The UK has seen the introduction of BSI PAS 100 standard for composts, the commercially derived Apex standard and the Compost Quality Protocol CQP (for England, Wales and Northern Ireland) (Scotland have yet to adopt this protocol). Compost producers can apply for PAS 100 or PAS 100 and CQP jointly.  PAS 100 is subject to certification; however, tests on compost do not have to be carried out by certified laboratories.  In 2009 71% of the compost was produced at sites fully certified to PAS100 [viii] and this proportion is increasing year on year. Compost must reach PAS 100 standard to be classified as recycling by meeting End of Waste criteria under the revised Waste Framework Directive. Whilst producing high quality compost that meets the PAS 100 standard must be encouraged it should not be to the exclusion of small scale and home composting where uncertified compost can still be recovered.

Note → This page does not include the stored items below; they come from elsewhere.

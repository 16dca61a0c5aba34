//! User Password Value Object
//!
//! Domain wrapper over `platform::password`: maps policy violations to
//! field-level validation errors and keeps the hash opaque.
//!
//! ## Usage
//! ```rust
//! use users::domain::value_object::user_password::{RawPassword, UserPassword};
//!
//! let raw = RawPassword::new("password", "MySecure#Pass2024".to_string()).unwrap();
//! let hashed = UserPassword::from_raw(&raw, None).unwrap();
//!
//! let login = RawPassword::for_verification("MySecure#Pass2024".to_string());
//! assert!(hashed.verify(&login, None));
//! ```

use platform::password::{ClearTextPassword, HashedPassword, PasswordPolicyError};
use std::fmt;

use crate::error::{UsersError, UsersResult};

// ============================================================================
// Raw Password (User Input)
// ============================================================================

/// Raw password from user input, zeroized on drop
pub struct RawPassword(ClearTextPassword);

impl RawPassword {
    /// Validate a newly chosen password
    ///
    /// ## Arguments
    /// * `field` - Form field the password came from (`password`, `new_password`)
    /// * `raw` - Submitted value
    pub fn new(field: &'static str, raw: String) -> UsersResult<Self> {
        let clear_text = ClearTextPassword::new(raw).map_err(|e| {
            let message = match e {
                PasswordPolicyError::TooShort { min, .. } => format!(
                    "This password is too short. It must contain at least {} characters.",
                    min
                ),
                PasswordPolicyError::TooLong { max, .. } => format!(
                    "This password is too long. It must contain at most {} characters.",
                    max
                ),
                PasswordPolicyError::EmptyOrWhitespace => "This field may not be blank.".to_string(),
                PasswordPolicyError::InvalidCharacter => {
                    "This password contains invalid characters.".to_string()
                }
                PasswordPolicyError::CommonPattern => "This password is too common.".to_string(),
            };
            UsersError::validation(field, message)
        })?;

        Ok(Self(clear_text))
    }

    /// Wrap a submitted password for comparison only (no policy)
    pub fn for_verification(raw: String) -> Self {
        Self(ClearTextPassword::for_verification(raw))
    }

    pub(crate) fn inner(&self) -> &ClearTextPassword {
        &self.0
    }
}

impl fmt::Debug for RawPassword {
    fn fmt(&self, f: &mut fmt::Formatter<'_>) -> fmt::Result {
        f.debug_tuple("RawPassword").field(&"[REDACTED]").finish()
    }
}

// ============================================================================
// User Password (Hashed, for storage)
// ============================================================================

/// Argon2id hash in PHC string format
#[derive(Clone, PartialEq, Eq)]
pub struct UserPassword(HashedPassword);

impl UserPassword {
    /// Hash a validated raw password
    ///
    /// ## Arguments
    /// * `raw` - The raw password
    /// * `pepper` - Optional application-wide secret
    pub fn from_raw(raw: &RawPassword, pepper: Option<&[u8]>) -> UsersResult<Self> {
        let hashed = raw
            .inner()
            .hash(pepper)
            .map_err(|e| UsersError::Internal(e.to_string()))?;

        Ok(Self(hashed))
    }

    /// Create from PHC string (from database)
    pub fn from_phc_string(phc_string: impl Into<String>) -> UsersResult<Self> {
        let hashed = HashedPassword::from_phc_string(phc_string)
            .map_err(|_| UsersError::Internal("Invalid password hash in database".to_string()))?;

        Ok(Self(hashed))
    }

    pub fn as_phc_string(&self) -> &str {
        self.0.as_phc_string()
    }

    /// Verify a raw password against this hash
    ///
    /// `pepper` must match the one used during hashing.
    pub fn verify(&self, raw: &RawPassword, pepper: Option<&[u8]>) -> bool {
        self.0.verify(raw.inner(), pepper)
    }
}

impl fmt::Debug for UserPassword {
    fn fmt(&self, f: &mut fmt::Formatter<'_>) -> fmt::Result {
        f.debug_struct("UserPassword")
            .field("hash", &"[HASH]")
            .finish()
    }
}
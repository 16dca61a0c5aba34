//! Register Use Case
//!
//! Creates an account. With activation emails enabled the account starts
//! inactive and an activation link is sent; otherwise it is active at once
//! and an optional confirmation email goes out.

use std::sync::Arc;

use platform::mail::MailTransport;
use platform::site::RequestSite;

use crate::application::config::UsersConfig;
use crate::application::emails::{AccountEmail, AccountMailer};
use crate::application::forms::UserCreationForm;
use crate::domain::entity::user::User;
use crate::domain::repository::UserRepository;
use crate::error::{UsersError, UsersResult};

pub struct RegisterUseCase<R, M>
where
    R: UserRepository,
    M: MailTransport + Sync,
{
    user_repo: Arc<R>,
    mailer: Arc<AccountMailer<M>>,
    config: Arc<UsersConfig>,
}

impl<R, M> RegisterUseCase<R, M>
where
    R: UserRepository,
    M: MailTransport + Sync,
{
    pub fn new(user_repo: Arc<R>, mailer: Arc<AccountMailer<M>>, config: Arc<UsersConfig>) -> Self {
        Self {
            user_repo,
            mailer,
            config,
        }
    }

    pub async fn execute(&self, site: &RequestSite, form: UserCreationForm) -> UsersResult<User> {
        let new_user = form.validate(self.config.pepper())?;

        if self.user_repo.exists_by_email(&new_user.email).await? {
            return Err(UsersError::EmailTaken);
        }

        let user = User::new(new_user, !self.config.send_activation_email);
        self.user_repo.create(&user).await?;

        tracing::info!(
            user_id = %user.user_id,
            is_active = user.is_active,
            "User registered"
        );

        if self.config.send_activation_email {
            self.mailer.send(AccountEmail::Activation, site, &user).await?;
        } else if self.config.send_confirmation_email {
            self.mailer.send(AccountEmail::Confirmation, site, &user).await?;
        }

        Ok(user)
    }
}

Declining organic matter in soils - compost as the answer?

The proportion of agricultural soils in England and Wales containing less than 3.6% organic matter has increased from 31% in 1979-81 to 41% in 1995.  Declining organic matter in soils is identified in the Draft Soil Protection Strategy for England[ix] as a key issue for the sustainable management of soil and has important implications for the physical condition of agricultural soils.

Waste-derived composts, as well as other manures and organic materials, can provide a good source of organic matter for soil improvement. Composts provide effective replacements for mineral phosphate and potassium fertilisers for crop production, but are generally poor sources of N as the organic N in the product is not readily released. However, this makes composts ideal substrates for building soil organic matter because the risk of nitrate leaching into groundwater is low. The Code of Good Agricultural Practice for the Protection of Water [x] for England and Wales sets an application limit of 250 kg N/ha/year from organic wastes and compost (which usually contains 1-2% N) but the matching of nutrient applications to crop needs is also required. In Nitrate Vulnerable Zones, which represent significant areas of intensively managed agricultural land in England where soil organic matter is in decline, the Nitrates Directive (91/676/EEC) sets a limit of 170 kg/ha/year as total N with the intention of protecting groundwater from nitrate contamination.  Unfortunately, these limits restrict the potential benefits to be gained from applying high rates of composts to soil to raise organic matter values.  No specific limits on N inputs are stipulated in the Scottish Code of Practice for the Prevention of Environmental Pollution from Agricultural Activity [xi], but the matching of nutrient applications to crop needs is again required; CIWEM considers this more pragmatic approach preferable. 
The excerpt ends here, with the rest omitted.